Synthesis and Characteristics of SiC/MnO2/PS/PC QuaternaryNanostructures for Advanced Nanodielectrics Fields

This work aims to synthesize of silicon carbide(SiC)/manganese oxide(MnO2)/polystyrene(PS)/ polycarbonate(PC) quaternarynanostructures to use in various advanced electronics nanodevices. The structural and dielectric properties of PS/PC/MnO2/SiC nanostructures films were studied.

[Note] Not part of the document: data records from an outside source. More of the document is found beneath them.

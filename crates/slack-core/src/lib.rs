pub mod client;
pub mod config;
pub mod error;
pub mod metrics;
pub mod types;

pub use client::{ChatApi, SlackClient};
pub use config::AppConfig;
pub use error::SlackError;
pub use metrics::Pushgateway;
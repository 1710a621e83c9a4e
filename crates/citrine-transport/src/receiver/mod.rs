//! Receiver side: the driver that pulls in-order packets from the reorder
//! buffer and writes them to the sink named by the transfer header.

pub mod ack;
pub mod buffer;

pub use ack::AckSender;
pub use buffer::ReceiveBuffer;

use std::path::{Path, PathBuf};
use std::sync::Arc;

use log::info;
use tokio::fs::File;
use tokio::io::{AsyncWriteExt, BufWriter};

use crate::config::TransferConfig;
use crate::error::{Result, TransportError};
use crate::util::join_with_timeout;

/// A bound receiver, ready to accept one transfer.
pub struct Receiver {
    buffer: Arc<ReceiveBuffer>,
    config: TransferConfig,
}

impl Receiver {
    pub async fn bind(addr: std::net::SocketAddr, config: TransferConfig) -> Result<Self> {
        let buffer = ReceiveBuffer::bind(addr, config.clone()).await?;
        Ok(Self { buffer, config })
    }

    pub fn local_addr(&self) -> Result<std::net::SocketAddr> {
        self.buffer.local_addr()
    }

    /// Runs one transfer to completion and returns the path written.
    ///
    /// The first in-order packet must be the transfer header; it names the
    /// sink. Data payloads are appended until the terminal packet arrives,
    /// then the receive loop is stopped and the trailing ACK burst emitted.
    pub async fn run(self, output_dir: &Path) -> Result<PathBuf> {
        let pump = self.buffer.spawn();

        let header = self.buffer.next_in_order().await;
        let (_, name) = header.init_info().ok_or_else(|| {
            TransportError::Protocol("transfer did not begin with a header packet".to_string())
        })?;

        let path = sink_path(output_dir, &name)?;
        let mut sink = BufWriter::new(File::create(&path).await?);

        loop {
            let packet = self.buffer.next_in_order().await;
            if packet.is_last() {
                break;
            }
            if packet.is_first() {
                continue; // replayed transfer header
            }
            sink.write_all(&packet.payload).await?;
        }
        sink.flush().await?;

        self.buffer.stop();
        self.buffer
            .send_trailing_acks(self.config.trailing_acks)
            .await;
        join_with_timeout("receive loop", pump, self.config.receiver_join_wait).await;
        info!("[completed]");

        Ok(path)
    }
}

/// `<announced name>.xml` under `output_dir`, reduced to its final path
/// component: the wire name is peer-controlled input.
fn sink_path(output_dir: &Path, name: &str) -> Result<PathBuf> {
    let stored = format!("{name}.xml");
    let file_name = Path::new(&stored)
        .file_name()
        .ok_or_else(|| TransportError::Protocol(format!("unusable file name '{name}'")))?;
    Ok(output_dir.join(file_name))
}

#[cfg(test)]
mod tests {
    use super::*;

    #[test]
    fn sink_path_appends_xml() {
        let path = sink_path(Path::new("out"), "report.bin.recv").unwrap();
        assert_eq!(path, Path::new("out").join("report.bin.recv.xml"));
    }

    #[test]
    fn sink_path_strips_directories_from_wire_name() {
        let path = sink_path(Path::new("out"), "../../etc/evil.recv").unwrap();
        assert_eq!(path, Path::new("out").join("evil.recv.xml"));
    }
}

The structural properties included the Fourier transformation-infrared spectroscopy(FTIR), field emission scanning electron microscope(FE-SEM), optical microscope(OM).The results showed that the FE-SEM and optical microscope analysis confirmed that the (MnO2/SiC) NPs have homogeneous distribution into the PS/PC matrix. The dielectric properties of PS/PC/MnO2/SiC nanostructures films were examined at frequency from 100 Hz to 5 x 10(6) Hz. The real part of dielectric permittivity and dielectric loss were decreased with increasing of frequency while, they were increased with an increase in the content of (MnO2/SiC) NPs. The A.C conductivity of PS/PC/MnO2/SiC nanostructures films increases with increasing of the frequency and content of (MnO2/SiC) NPs. The real part of dielectric permittivity and electrical conductivity of PS/PC blend were enhanced about 32.7% and 46.8% respectively when the MnO2/SiC NPs content reached 5.2wt.%. The final results showed that the nanostructured PS/PC/MnO2/SiC have high real part of dielectric permittivity with low dielectric loss which make it appropriate to utilize in various advanced electronics nanodevices like capacitors, transistors, electronic gates and others nanodevices have lightweight and good corrosion resistance.

Automated summary

This study synthesized silicon carbide/manganese oxide/polystyrene/polycarbonate quaternary nanostructures and investigated their structural and dielectric properties. The results showed that the nanostructures had a homogeneous distribution and exhibited an increase in real part of dielectric permittivity and electrical conductivity with increasing frequency and content of manganese oxide/silicon carbide nanoparticles.